How to Manage Cholesterol
Fortunately, high cholesterol is a highly controllable risk factor for coronary heart disease, heart attack, and stroke. Once a baseline of cholesterol levels is established, lifestyle modifications can be made that can help control high cholesterol. Typical management includes a combination of a healthy and balanced low-fat diet, regular exercise, and medications such as statins, says WebMD.
The National Institute of Health recommends that people looking to lower cholesterol use the Therapeutic Lifestyle Changes (TLC) approach, which is a holistic plan that incorporates the aforementioned diet, physical activity and weight management, and drug treatments.
Diet is of primary importance since saturated fat and cholesterol in foods elevate blood cholesterol levels, reducing the amount of saturated fat and cholesterol helps to lower them. In addition, obesity and excess weight increases the risk for heart disease, which compounds high cholesterol levels.

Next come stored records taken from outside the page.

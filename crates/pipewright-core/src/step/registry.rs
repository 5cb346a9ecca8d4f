//! Construction of steps from raw step specifications.

use std::collections::HashMap;
use std::sync::Arc;

use super::{DockerPushStep, RawStep, ScriptStep, Step};
use crate::options::GlobalOptions;
use crate::pipeline::PipelineKind;
use crate::{Error, Result};

/// Builds a step of one kind for a build or deploy pipeline.
pub type StepFactory = fn(&RawStep, &GlobalOptions, PipelineKind) -> Result<Arc<dyn Step>>;

/// Maps step kinds to their factories.
///
/// The bootstrap step is deliberately absent: it can only be added by the
/// pipeline assembler.
#[derive(Clone)]
pub struct StepRegistry {
    factories: HashMap<String, StepFactory>,
}

impl StepRegistry {
    /// A registry with no step kinds.
    pub fn empty() -> Self {
        Self {
            factories: HashMap::new(),
        }
    }

    /// Register (or replace) the factory for `kind`.
    pub fn register(&mut self, kind: impl Into<String>, factory: StepFactory) {
        self.factories.insert(kind.into(), factory);
    }

    pub fn contains(&self, kind: &str) -> bool {
        self.factories.contains_key(kind)
    }

    /// Build a single step.
    pub fn build(
        &self,
        raw: &RawStep,
        options: &GlobalOptions,
        kind: PipelineKind,
    ) -> Result<Arc<dyn Step>> {
        let factory = self
            .factories
            .get(&raw.kind)
            .ok_or_else(|| Error::UnknownStep(raw.kind.clone()))?;
        factory(raw, options, kind)
    }

    /// Build every step in order, stopping at the first failure.
    pub fn build_all(
        &self,
        raw_steps: &[RawStep],
        options: &GlobalOptions,
        kind: PipelineKind,
    ) -> Result<Vec<Arc<dyn Step>>> {
        raw_steps
            .iter()
            .map(|raw| self.build(raw, options, kind))
            .collect()
    }
}

impl Default for StepRegistry {
    fn default() -> Self {
        let mut registry = Self::empty();
        registry.register(ScriptStep::KIND, |raw, options, _kind| {
            Ok(Arc::new(ScriptStep::new(raw, options)?))
        });
        registry.register(DockerPushStep::KIND, |raw, options, kind| {
            Ok(Arc::new(DockerPushStep::new(raw, options, kind)?))
        });
        registry
    }
}

/// Build user steps with the built-in step kinds.
pub fn extra_raw_steps_to_steps(
    raw_steps: &[RawStep],
    options: &GlobalOptions,
    kind: PipelineKind,
) -> Result<Vec<Arc<dyn Step>>> {
    StepRegistry::default().build_all(raw_steps, options, kind)
}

Lack of physical activity also increases the risk factor for cardiovascular problems. Regular physical activity can help lower LDL (bad) cholesterol and raise HDL (good) cholesterol levels, as well as support healthy weight management and weight loss. Experts recommend at least 30 minutes of daily activity.
When medications are necessary, proper healthy diet and exercise are still critical factors to maintain. Natural supplements and vitamins are also options, such as niacin, which helps to block the liver from removing HDL while also lowering triglycerides, as well as omega-3 fatty acids, which can increase the level of HDL while lowering triglycerides.